SENATE BILL CODIFIES SEAGATE STANDARD FOR WILLFUL INFRINGEMENT AND IMPOSES ADDITIONAL LIMITATIONS ON FINDING WILLFULNESS — Section 4 of S. 515, the patent reform bill that was reported out of the Senate Judiciary Committee on April 2, 2009, at p. 30 amends 35 U.S.C. §284 on willful infringement. The section continues the statutory provision that allows a court to increase damages up to triple the normal amount for willful infringement and adds extensive language to define “willfulness.” The section incorporates the “objective recklessness” standard of the Federal Circuit’s 2007 Seagate opinion and prescribes requirements for notice of infringement. Other permitted grounds for willfulness include intentional copying with knowledge of the patent and a second infringement finding. Willfulness cannot not be found if there was an informed, good faith belief of patent invalidity, unenforceability or no infringement. Willfulness cannot be pleaded until after a finding of infringement. IPO POSITION: IPO believes that in light of the Federal Circuit’s 2007 opinion in the Seagate case, patent reform legislation should not include any provision on willful infringement.

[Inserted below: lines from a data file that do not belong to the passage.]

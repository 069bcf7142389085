//! Simulation settings
//!
//! Loaded from JSON at startup. Every field has a default so partial files work.

use std::path::Path;

use serde::{Deserialize, Serialize};

/// Quality preset levels
#[derive(Debug, Clone, Copy, PartialEq, Eq, Serialize, Deserialize, Default)]
pub enum QualityPreset {
    Low,
    #[default]
    Medium,
    High,
}

impl QualityPreset {
    /// Maximum live particles for this preset
    pub fn max_particles(&self) -> usize {
        match self {
            QualityPreset::Low => 300,
            QualityPreset::Medium => 900,
            QualityPreset::High => 1800,
        }
    }

    /// Maximum particles spawned in a single frame
    pub fn particles_per_frame(&self) -> usize {
        match self {
            QualityPreset::Low => 80,
            QualityPreset::Medium => 240,
            QualityPreset::High => 400,
        }
    }
}

/// One row of the combat rating tier table
#[derive(Debug, Clone, PartialEq, Serialize, Deserialize)]
pub struct RatingTier {
    /// Lowest rating that earns this tier
    pub min: f64,
    pub label: String,
    /// CSS-style color for HUD badges
    pub color: String,
}

impl RatingTier {
    fn new(min: f64, label: &str, color: &str) -> Self {
        Self {
            min,
            label: label.to_string(),
            color: color.to_string(),
        }
    }
}

/// Default tier table, ascending by threshold
pub fn default_rating_tiers() -> Vec<RatingTier> {
    vec![
        RatingTier::new(0.0, "D", "rgba(255,255,255,.92)"),
        RatingTier::new(280.0, "C", "#9ca3af"),
        RatingTier::new(420.0, "B", "#4aa3ff"),
        RatingTier::new(560.0, "A", "#34c759"),
        RatingTier::new(700.0, "S", "#ffd60a"),
        RatingTier::new(820.0, "SS", "#ff9f0a"),
        RatingTier::new(920.0, "SSS", "#ff3b30"),
        RatingTier::new(1500.0, "SSS+", "#ff6b6b"),
        RatingTier::new(2000.0, "SSSS", "#ff1493"),
        RatingTier::new(3000.0, "EX", "#00ffff"),
        RatingTier::new(5000.0, "X", "#ff00ff"),
    ]
}

/// Simulation settings
#[derive(Debug, Clone, Serialize, Deserialize)]
#[serde(default)]
pub struct Settings {
    /// Particle budget preset
    pub quality: QualityPreset,

    // === Feedback ===
    /// Particle effects (kill bursts, sparks)
    pub particles: bool,
    /// Camera shake on impacts
    pub screen_shake: bool,
    /// Full-screen color flashes
    pub screen_flash: bool,
    /// Brief slow-motion on hits and kills. Off by default: it reads as input lag.
    pub hit_stop_enabled: bool,

    // === World ===
    /// Player speed in pixels/s before multipliers
    pub base_player_speed: f64,
    /// Bullet speed in pixels/s before multipliers
    pub base_bullet_speed: f64,
    /// Enemy speed in pixels/s before type and director multipliers
    pub base_enemy_speed: f64,
    /// Visible area used to place spawns just off-screen
    pub viewport_width: f64,
    pub viewport_height: f64,

    // === Rating ===
    /// Tier thresholds, ascending
    pub rating_tiers: Vec<RatingTier>,
}

impl Default for Settings {
    fn default() -> Self {
        Self {
            quality: QualityPreset::Medium,

            particles: true,
            screen_shake: true,
            screen_flash: true,
            hit_stop_enabled: false,

            base_player_speed: 200.0,
            base_bullet_speed: 600.0,
            base_enemy_speed: 80.0,
            viewport_width: 800.0,
            viewport_height: 600.0,

            rating_tiers: default_rating_tiers(),
        }
    }
}

impl Settings {
    /// Create settings from a quality preset
    pub fn from_preset(preset: QualityPreset) -> Self {
        Self {
            quality: preset,
            ..Self::default()
        }
    }

    /// Effective live particle cap
    pub fn max_particles(&self) -> usize {
        if !self.particles {
            0
        } else {
            self.quality.max_particles()
        }
    }

    /// Effective per-frame particle cap
    pub fn particles_per_frame(&self) -> usize {
        if !self.particles {
            0
        } else {
            self.quality.particles_per_frame()
        }
    }

    /// Highest tier whose threshold the rating reaches
    pub fn tier_for(&self, rating: f64) -> Option<&RatingTier> {
        self.rating_tiers
            .iter()
            .filter(|tier| rating >= tier.min)
            .max_by(|a, b| a.min.total_cmp(&b.min))
    }

    pub fn from_json(json: &str) -> Result<Self, serde_json::Error> {
        serde_json::from_str(json)
    }

    pub fn to_json(&self) -> Result<String, serde_json::Error> {
        serde_json::to_string_pretty(self)
    }

    /// Load settings from a JSON file, falling back to defaults
    pub fn load_from(path: impl AsRef<Path>) -> Self {
        let path = path.as_ref();
        match std::fs::read_to_string(path) {
            Ok(json) => match Self::from_json(&json) {
                Ok(settings) => {
                    log::info!("Loaded settings from {}", path.display());
                    settings
                }
                Err(err) => {
                    log::warn!("Invalid settings in {}: {err}; using defaults", path.display());
                    Self::default()
                }
            },
            Err(err) => {
                log::info!("No settings at {} ({err}); using defaults", path.display());
                Self::default()
            }
        }
    }
}

#[cfg(test)]
mod tests {
    use super::*;

    #[test]
    fn test_partial_json_fills_defaults() {
        let settings = Settings::from_json(r#"{ "hit_stop_enabled": true }"#).unwrap();
        assert!(settings.hit_stop_enabled);
        assert_eq!(settings.base_bullet_speed, 600.0);
        assert_eq!(settings.rating_tiers.len(), 11);
    }

    #[test]
    fn test_tier_lookup() {
        let settings = Settings::default();
        assert_eq!(settings.tier_for(0.0).unwrap().label, "D");
        assert_eq!(settings.tier_for(279.9).unwrap().label, "D");
        assert_eq!(settings.tier_for(280.0).unwrap().label, "C");
        assert_eq!(settings.tier_for(919.0).unwrap().label, "SS");
        assert_eq!(settings.tier_for(1_000_000.0).unwrap().label, "X");
    }

    #[test]
    fn test_tier_lookup_unsorted_table() {
        let mut settings = Settings::default();
        settings.rating_tiers.reverse();
        assert_eq!(settings.tier_for(600.0).unwrap().label, "A");
        assert_eq!(settings.tier_for(0.0).unwrap().label, "D");
    }

    #[test]
    fn test_particles_disabled() {
        let settings = Settings {
            particles: false,
            ..Settings::default()
        };
        assert_eq!(settings.max_particles(), 0);
        assert_eq!(settings.particles_per_frame(), 0);
        assert_eq!(Settings::default().max_particles(), 900);
        assert_eq!(Settings::default().particles_per_frame(), 240);
    }

    #[test]
    fn test_round_trip_json() {
        let settings = Settings::from_preset(QualityPreset::High);
        let json = settings.to_json().unwrap();
        let back = Settings::from_json(&json).unwrap();
        assert_eq!(back.quality, QualityPreset::High);
    }
}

The bill includes a provision that willfulness cannot be found (the report incorrectly reads “cannot not”) if there was an “informed good faith belief of patent invalidity. unenforceability or no infringement.” If passed in this form, the provision likely would put back in place the need (but not obligation) to have a competent opinion before launching a product. While touted as a codification of Seagate, this Senate bill is thus a change from the understanding many litigators attribute to Seagate. As currently interpreted by many litigators, Seagate eliminates the obligation and need to have a competent opinion before launching a product. If this bill passes, companies still will not be obligated to have such competent opinions before launching but will have an express need to obtain such opinions. The need is founded upon the provision that willfulness cannot be found if there was a good faith belief of patent invalidity, unenforceability or non-infringement. A clear demonstration of such a good faith belief would be a competent written opinion by outside counsel.

Of course, the IPO, aka The Patent Owners Organization, opposes because the somewhat vague recklessness guideline promulgated by the Court can be seen as permitting very little Due Diligence and FTO work before a product is launched. The business owner can say in that instance “I had no idea that patent was out there. I was not reckless because my technical researchers said I was okay. They know the art. That is my good faith belief. After all, my researchers are at the forefront of this business.”

Many in the business of litigation currently subscribe to the allegedly smart view that the approach of little or no FTO work and no prior formal opinions preserves as much flexibility as possible for patent infringement litigation and does not commit to positions before litigation occurs. Is it smart business, however, to spend thousands or millions of dollars on development of a product without knowing whether or not a U.S. patent may stop sales cold in their tracks?